Nama surat ini cukup banyak. Ada yang menamainya surat ad-Diin, surat at-Takdziib, surat al-Yatim, surat Ara’aita, surat Ara’aitaalladzii, dan yang paling populer adalah surat Al-Maun.

Tema utamanya adalah kecaman tehadap mereka yang mengingkari keniscayaan Kiamat dan yang tidak memperhatinkan substansi shalatnya. Menurut al-Biqa’i tujuan utamanya adalah peringatan bahwa pengingkaran terhadap hari kebangkitan merupakan sumber dari segala kejahatan, karena dia mendorong yang bersangkutan untuk melakukan aneka akhlak yang buruk serta melecehkan aneka kebajikan.

Dari beberapa riwayat tentang sebab nuzul (latar belakang pewahyuan) surat ini menyebutkan bahwa ada pemuka masyarakat yang diperselisihkan apakah Abu Sufyan bin Harb, atau Abu Jahl, atau al-‘Ash bin Wa’il as-Sahmi, atau al-Walid bin al-Mughirah al-Makhzumi, atau Haybarah bin Abi Wahb al-Makhzumi, atau Abu Lahab yang bersikap kasar terhadap anak yatim yang meminta-minta. Sebagian riwayat menyebut bahwa pemuka itu (sering disebut sebagai Abu Sufyan) setiap minggunya menyembelih seekor unta untuk jamuan pesta. Suatu ketika, seorang anak yatim datang meminta sedikit daging tetapi ia tidak diberi bahkan dihardik dan diusir (dengan tongkatnya).[2]

Kemudian dalam suatu riwayat dikemukakan bahwa ayat ini (Q.S. Al-Maun: 4-7) turun berkenaan dengan kaum munafikin yang suka mempertontonkan shalat (riya) kepada kaum mukminin dan meninggalkannya apabila tidak ada yang melihatnya serta menolak memberikan bantuan ataupun pinjaman. Ayat ini turun sebagai peringatan kepada orang-orang yang berbuat seperti itu. (diriwayatkan oleh Ibnul Mundzir dari Tharif bin Abi Thalhah yang bersumber dari Ibnu ‘Abbas).[3]

Apabila dipahami lebih dalam tentang tujuh ayat dalam surat Al-Maun dan juga semua langkah-langkahnya tersebut, maka akan menyinggung perilaku manusia yang sangat tercela. Diantara sifat tercela itu ialah melakukan ibadah hanya karena ingin pamer, bukan mencari ridha Allah swt., tidak bersedia membayar zakat, tidak mau bersedekah kepada fakir miskin, dan tidak memiliki belas kasihan terhadap yatim piatu yang menderita.

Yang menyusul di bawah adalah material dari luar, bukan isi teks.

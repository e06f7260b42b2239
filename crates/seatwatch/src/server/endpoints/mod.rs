pub mod offerings;
pub mod status;
pub mod subscriptions;
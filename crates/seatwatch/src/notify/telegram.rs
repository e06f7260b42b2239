//! Telegram Bot API notifier: `sendMessage` for delivery, long-polled
//! `getUpdates` for inbound commands.

use std::time::Duration;

use async_trait::async_trait;
use futures::channel::mpsc;
use futures::stream::{BoxStream, StreamExt};
use serde::{Deserialize, Serialize};
use tokio_util::sync::CancellationToken;
use tracing::{debug, error, info};

use super::{InboundCommand, Notifier};
use crate::error::{Error, Result};
use crate::types::SubscriberId;

const API_BASE: &str = "https://api.telegram.org";

/// Telegram channel configuration.
#[derive(Debug, Clone, Serialize, Deserialize)]
#[serde(default)]
pub struct TelegramConfig {
    pub bot_token: String,
    /// Seconds between `getUpdates` calls.
    pub poll_interval_secs: u64,
    /// Long-poll timeout passed to Telegram.
    pub long_poll_timeout_secs: u64,
    pub api_base: String,
}

impl Default for TelegramConfig {
    fn default() -> Self {
        Self {
            bot_token: String::new(),
            poll_interval_secs: 3,
            long_poll_timeout_secs: 30,
            api_base: API_BASE.to_string(),
        }
    }
}

pub struct TelegramNotifier {
    config: TelegramConfig,
    client: reqwest::Client,
    cancel: CancellationToken,
}

impl TelegramNotifier {
    /// The command poller started by [`Notifier::receive_commands`] stops
    /// when `cancel` fires.
    pub fn new(config: TelegramConfig, cancel: CancellationToken) -> Result<Self> {
        let client = reqwest::Client::builder()
            .connect_timeout(Duration::from_secs(10))
            .timeout(Duration::from_secs(config.long_poll_timeout_secs + 15))
            .build()
            .map_err(|e| Error::config(format!("Failed to build Telegram client: {e}")))?;

        Ok(Self {
            config,
            client,
            cancel,
        })
    }

    fn api_url(&self, method: &str) -> String {
        api_url(&self.config, method)
    }
}

fn api_url(config: &TelegramConfig, method: &str) -> String {
    format!("{}/bot{}/{}", config.api_base, config.bot_token, method)
}

#[async_trait]
impl Notifier for TelegramNotifier {
    async fn send(&self, subscriber: SubscriberId, text: &str) -> Result<()> {
        let failure = |message: String| Error::DeliveryFailure {
            subscriber,
            message,
        };

        let body = serde_json::json!({
            "chat_id": subscriber,
            "text": text,
        });

        let response = self
            .client
            .post(self.api_url("sendMessage"))
            .json(&body)
            .send()
            .await
            .map_err(|e| failure(format!("sendMessage failed: {e}")))?;

        let result: ApiResponse<serde_json::Value> = response
            .json()
            .await
            .map_err(|e| failure(format!("Invalid sendMessage response: {e}")))?;

        if !result.ok {
            return Err(failure(result.description.unwrap_or_default()));
        }

        debug!(subscriber, "Telegram message sent");
        Ok(())
    }

    fn receive_commands(&self) -> BoxStream<'static, InboundCommand> {
        let (tx, rx) = mpsc::unbounded();
        let poller = UpdatePoller {
            config: self.config.clone(),
            client: self.client.clone(),
            offset: 0,
        };
        tokio::spawn(poller.run(tx, self.cancel.clone()));
        rx.boxed()
    }
}

struct UpdatePoller {
    config: TelegramConfig,
    client: reqwest::Client,
    offset: i64,
}

impl UpdatePoller {
    async fn run(mut self, tx: mpsc::UnboundedSender<InboundCommand>, cancel: CancellationToken) {
        info!("Telegram command polling started");

        loop {
            let updates = tokio::select! {
                _ = cancel.cancelled() => break,
                updates = self.get_updates() => updates,
            };

            match updates {
                Ok(updates) => {
                    for update in updates {
                        let Some(command) = update.into_command() else {
                            continue;
                        };
                        if tx.unbounded_send(command).is_err() {
                            info!("Telegram polling stopped (receiver dropped)");
                            return;
                        }
                    }
                }
                Err(e) => {
                    error!(error = %e, "Telegram polling error");
                    tokio::select! {
                        _ = cancel.cancelled() => break,
                        _ = tokio::time::sleep(Duration::from_secs(5)) => {}
                    }
                }
            }

            tokio::select! {
                _ = cancel.cancelled() => break,
                _ = tokio::time::sleep(Duration::from_secs(self.config.poll_interval_secs)) => {}
            }
        }

        info!("Telegram command polling stopped");
    }

    async fn get_updates(&mut self) -> Result<Vec<Update>> {
        let response = self
            .client
            .get(api_url(&self.config, "getUpdates"))
            .query(&[
                ("offset", (self.offset + 1).to_string()),
                ("timeout", self.config.long_poll_timeout_secs.to_string()),
                ("allowed_updates", "[\"message\"]".to_string()),
            ])
            .send()
            .await
            .map_err(|e| transport(format!("Telegram getUpdates failed: {e}")))?;

        let body: ApiResponse<Vec<Update>> = response
            .json()
            .await
            .map_err(|e| transport(format!("Invalid Telegram response: {e}")))?;

        if !body.ok {
            return Err(transport(format!(
                "Telegram API error: {}",
                body.description.unwrap_or_default()
            )));
        }

        let updates = body.result.unwrap_or_default();
        if let Some(last) = updates.last() {
            self.offset = last.update_id;
        }
        Ok(updates)
    }
}

fn transport(message: String) -> Error {
    Error::Transport { message }
}

#[derive(Debug, Deserialize)]
struct ApiResponse<T> {
    ok: bool,
    result: Option<T>,
    description: Option<String>,
}

#[derive(Debug, Deserialize)]
struct Update {
    update_id: i64,
    message: Option<Message>,
}

#[derive(Debug, Deserialize)]
struct Message {
    chat: Chat,
    text: Option<String>,
}

#[derive(Debug, Deserialize)]
struct Chat {
    id: i64,
}

impl Update {
    fn into_command(self) -> Option<InboundCommand> {
        let message = self.message?;
        InboundCommand::parse(message.chat.id, message.text.as_deref()?)
    }
}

Orang-orang yang memiliki sifat dan watak sebagaimana dikemukakan di atas tidak lain hanyalah akan mendapat ancaman dan siksa neraka yang sangat pedih. Mereka termasuk orang yang mendustakaan agama Islam.

Peristiwa di atas telah melatarbelakangi turunnya ayat-ayat yang terkandung dalam surat Al-Maun tersebut, yang mana sudah pasti di dalamnya berisi tentang peringatan bagi perilaku orang-orang munafik.  

 

 

Ajaran-ajaran K.H. Ahmad Dahlan (Tafsir Surat Al-Maun)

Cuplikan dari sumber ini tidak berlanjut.